## Provided records:
***

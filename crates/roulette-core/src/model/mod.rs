mod decision;
mod level;
mod snapshot;
mod state;
mod streak;

pub use decision::DecisionModel;
pub use level::{level_of, Level, LevelTier};
pub use snapshot::{keys, DecisionSnapshot};
pub use state::DailyState;
pub use streak::{is_streak_broken, streak_after_confirm};

/// Points granted for each confirmed decision.
pub const POINTS_PER_CONFIRM: u32 = 10;

/// Items a fresh store starts with.
pub fn default_items() -> Vec<String> {
    vec![
        "Pizza 🍕".to_string(),
        "Fried chicken 🍗".to_string(),
        "Tteokbokki 🌶️".to_string(),
    ]
}
//! Catalog loading: finds the data files in a directory, parses them, and
//! turns transmitter and part definitions into core types.
//!
//! Every catalog file may be written as RON, TOML or JSON, chosen by
//! extension. TOML has no top-level arrays, so list files put their entries
//! under `[[transmitters]]` or `[[parts]]`.

use linkrange_core::config::{ConfigError, NetworkConfig};
use linkrange_core::scene::Component;
use linkrange_core::unit::{Facet, TransmitterSpec, UnitError};
use serde::de::DeserializeOwned;
use std::collections::HashMap;
use std::collections::hash_map::Entry;
use std::fs;
use std::path::{Path, PathBuf};

use crate::schema::{PartData, TransmitterData};

// ===========================================================================
// Errors
// ===========================================================================

/// Errors that can occur while loading a catalog.
#[derive(Debug, thiserror::Error)]
pub enum DataLoadError {
    /// The directory has no file for a required catalog section.
    #[error("no {name} file (.ron, .toml or .json) in {dir}")]
    Missing { name: &'static str, dir: PathBuf },

    #[error("unsupported file extension: {file}")]
    UnsupportedFormat { file: PathBuf },

    /// The same catalog section exists in two formats.
    #[error("{a} and {b} define the same data; keep one")]
    ConflictingFormats { a: PathBuf, b: PathBuf },

    #[error("cannot parse {file}: {detail}")]
    Parse { file: PathBuf, detail: String },

    /// A part names a transmitter that the catalog does not define.
    #[error("part '{part}' in {file} uses unknown transmitter '{transmitter}'")]
    UnknownTransmitter {
        file: PathBuf,
        part: String,
        transmitter: String,
    },

    #[error("'{name}' is defined twice in {file}")]
    DuplicateName { file: PathBuf, name: String },

    /// A transmitter definition has out-of-range values.
    #[error("invalid transmitter '{name}' in {file}: {source}")]
    InvalidTransmitter {
        file: PathBuf,
        name: String,
        source: UnitError,
    },

    /// The network configuration file has out-of-range values.
    #[error("invalid network configuration in {file}: {source}")]
    InvalidConfig { file: PathBuf, source: ConfigError },

    #[error(transparent)]
    Io(#[from] std::io::Error),
}

// ===========================================================================
// Files
// ===========================================================================

const EXTENSIONS: [&str; 3] = ["ron", "toml", "json"];

#[derive(Debug, Clone, Copy, PartialEq, Eq)]
enum Format {
    Ron,
    Toml,
    Json,
}

impl Format {
    fn of(path: &Path) -> Result<Self, DataLoadError> {
        match path.extension().and_then(|e| e.to_str()) {
            Some("ron") => Ok(Format::Ron),
            Some("toml") => Ok(Format::Toml),
            Some("json") => Ok(Format::Json),
            _ => Err(DataLoadError::UnsupportedFormat {
                file: path.to_path_buf(),
            }),
        }
    }
}

/// The file holding catalog section `name`, if any. At most one format may
/// be present.
fn locate(dir: &Path, name: &str) -> Result<Option<PathBuf>, DataLoadError> {
    let mut present = EXTENSIONS
        .iter()
        .map(|ext| dir.join(format!("{name}.{ext}")))
        .filter(|path| path.is_file());
    let first = present.next();
    if let (Some(a), Some(b)) = (first.as_ref(), present.next()) {
        return Err(DataLoadError::ConflictingFormats { a: a.clone(), b });
    }
    Ok(first)
}

fn require(dir: &Path, name: &'static str) -> Result<PathBuf, DataLoadError> {
    locate(dir, name)?.ok_or_else(|| DataLoadError::Missing {
        name,
        dir: dir.to_path_buf(),
    })
}

/// Parse a file. `list_key` names the TOML array of tables holding a list;
/// RON and JSON lists are top-level arrays.
fn read<T: DeserializeOwned>(path: &Path, list_key: Option<&str>) -> Result<T, DataLoadError> {
    let format = Format::of(path)?;
    let content = fs::read_to_string(path)?;
    let parse_error = |detail: String| DataLoadError::Parse {
        file: path.to_path_buf(),
        detail,
    };

    match (format, list_key) {
        (Format::Ron, _) => ron::from_str(&content).map_err(|e| parse_error(e.to_string())),
        (Format::Json, _) => serde_json::from_str(&content).map_err(|e| parse_error(e.to_string())),
        (Format::Toml, None) => toml::from_str(&content).map_err(|e| parse_error(e.to_string())),
        (Format::Toml, Some(key)) => {
            let mut table: toml::Table =
                toml::from_str(&content).map_err(|e| parse_error(e.to_string()))?;
            let list = table
                .remove(key)
                .ok_or_else(|| parse_error(format!("missing [[{key}]] entries")))?;
            list.try_into()
                .map_err(|e: toml::de::Error| parse_error(e.to_string()))
        }
    }
}

fn insert_unique<V>(
    map: &mut HashMap<String, V>,
    name: String,
    value: V,
    file: &Path,
) -> Result<(), DataLoadError> {
    match map.entry(name) {
        Entry::Occupied(e) => Err(DataLoadError::DuplicateName {
            file: file.to_path_buf(),
            name: e.key().clone(),
        }),
        Entry::Vacant(e) => {
            e.insert(value);
            Ok(())
        }
    }
}

// ===========================================================================
// Catalog
// ===========================================================================

/// Everything loaded from a data directory.
#[derive(Debug, Clone, Default)]
pub struct Catalog {
    pub transmitters: HashMap<String, TransmitterSpec>,
    pub parts: HashMap<String, Component>,
    pub config: NetworkConfig,
}

impl Catalog {
    pub fn transmitter(&self, name: &str) -> Option<&TransmitterSpec> {
        self.transmitters.get(name)
    }

    /// A fresh copy of the named part, ready to mount on a structure.
    pub fn part(&self, name: &str) -> Option<Component> {
        self.parts.get(name).cloned()
    }
}

/// Load a catalog from a directory.
///
/// `transmitters.{ron,toml,json}` is required. `parts` and `network` are
/// optional; without `network` the default configuration is used.
pub fn load_catalog(dir: &Path) -> Result<Catalog, DataLoadError> {
    let transmitters = load_transmitters(&require(dir, "transmitters")?)?;

    let parts = match locate(dir, "parts")? {
        Some(path) => load_parts(&path, &transmitters)?,
        None => HashMap::new(),
    };

    let config = match locate(dir, "network")? {
        Some(path) => load_network_config(&path)?,
        None => NetworkConfig::default(),
    };

    log::debug!(
        "catalog: loaded {} transmitters and {} parts from {}",
        transmitters.len(),
        parts.len(),
        dir.display()
    );

    Ok(Catalog {
        transmitters,
        parts,
        config,
    })
}

fn load_transmitters(path: &Path) -> Result<HashMap<String, TransmitterSpec>, DataLoadError> {
    let data: Vec<TransmitterData> = read(path, Some("transmitters"))?;
    let mut transmitters = HashMap::with_capacity(data.len());

    for t in data {
        let spec = TransmitterSpec::new(t.nominal_range, t.max_power_factor, t.max_data_factor)
            .with_packet(t.packet_cost, t.packet_size);
        if let Err(source) = spec.validate() {
            return Err(DataLoadError::InvalidTransmitter {
                file: path.to_path_buf(),
                name: t.name,
                source,
            });
        }
        insert_unique(&mut transmitters, t.name, spec, path)?;
    }

    Ok(transmitters)
}

fn load_parts(
    path: &Path,
    transmitters: &HashMap<String, TransmitterSpec>,
) -> Result<HashMap<String, Component>, DataLoadError> {
    let data: Vec<PartData> = read(path, Some("parts"))?;
    let mut parts = HashMap::with_capacity(data.len());

    for p in data {
        let component = build_part(&p, transmitters, path)?;
        insert_unique(&mut parts, p.name, component, path)?;
    }

    Ok(parts)
}

// A part with no capability facets is structural.
fn build_part(
    data: &PartData,
    transmitters: &HashMap<String, TransmitterSpec>,
    file: &Path,
) -> Result<Component, DataLoadError> {
    let mut component = Component::new(data.name.clone());
    if data.probe_core {
        component = component.with_facet(Facet::ProbeCore);
    }
    if data.crew > 0 {
        component = component.with_facet(Facet::CommandSeat { crew: data.crew });
    }
    if let Some(antenna) = &data.antenna {
        let spec = transmitters
            .get(antenna)
            .ok_or_else(|| DataLoadError::UnknownTransmitter {
                file: file.to_path_buf(),
                part: data.name.clone(),
                transmitter: antenna.clone(),
            })?;
        component = component.with_facet(Facet::Antenna(spec.clone()));
    }
    if component.facets.is_empty() {
        component = component.with_facet(Facet::Structural);
    }
    Ok(component)
}

/// Load and validate a network configuration file. Missing fields take
/// their defaults.
pub fn load_network_config(path: &Path) -> Result<NetworkConfig, DataLoadError> {
    let config: NetworkConfig = read(path, None)?;
    config
        .validate()
        .map_err(|source| DataLoadError::InvalidConfig {
            file: path.to_path_buf(),
            source,
        })?;
    Ok(config)
}

// ===========================================================================
// Tests
// ===========================================================================
//! Linkrange Core -- relay-chain resolution for simulated communication
//! networks.
//!
//! Spacecraft and other structures carry transmitters. Each transmitter
//! reaches the ground station either directly or through a chain of relays,
//! and this crate decides, per transmitter, which next hop to use and whether
//! the chain reaches the ground at all.
//!
//! # Resolution
//!
//! [`network::RelayNetwork::resolve`] runs a depth-first search over the
//! other relay-capable structures:
//!
//! 1. Measure the ground link. If it is in range and unobstructed its
//!    distance becomes the search bound.
//! 2. Mark the origin structure in progress so no cycle can form.
//! 3. Visit every candidate inside the bound, check line of sight, and
//!    recursively resolve its units. The nearest candidate that can itself
//!    transmit wins.
//! 4. Fall back to the ground station when no relay qualifies.
//!
//! Results are cached per unit and reused for `debounce_ticks` ticks.
//!
//! # Key Types
//!
//! - [`scene::Scene`] -- Structures and their components, plus the
//!   structural change feed.
//! - [`database::RelayDatabase`] -- Per-structure relay inventories with
//!   fingerprint-based staleness detection.
//! - [`network::RelayNetwork`] -- The session-scoped resolution service.
//! - [`cost::LinkCost`] -- Per-hop economics with a chain merge.
//! - [`geometry::Occluder`] -- Line-of-sight seam, with
//!   [`geometry::BodyField`] as the spherical-body implementation.
//! - [`ground::GroundStation`] -- The tiered terminal endpoint.

pub mod config;
pub mod cost;
pub mod database;
pub mod geometry;
pub mod ground;
pub mod id;
pub mod network;
pub mod resolver;
pub mod scene;
pub mod status;
pub mod unit;

#[cfg(any(test, feature = "test-utils"))]
pub mod test_utils;

/// Simulation tick counter.
pub type Ticks = u64;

***

## Exercise:
From the data above, pick out each line containing "PartData" and copy it.

## Output:
use crate::schema::{PartData, TransmitterData};
    let data: Vec<PartData> = read(path, Some("parts"))?;
    data: &PartData,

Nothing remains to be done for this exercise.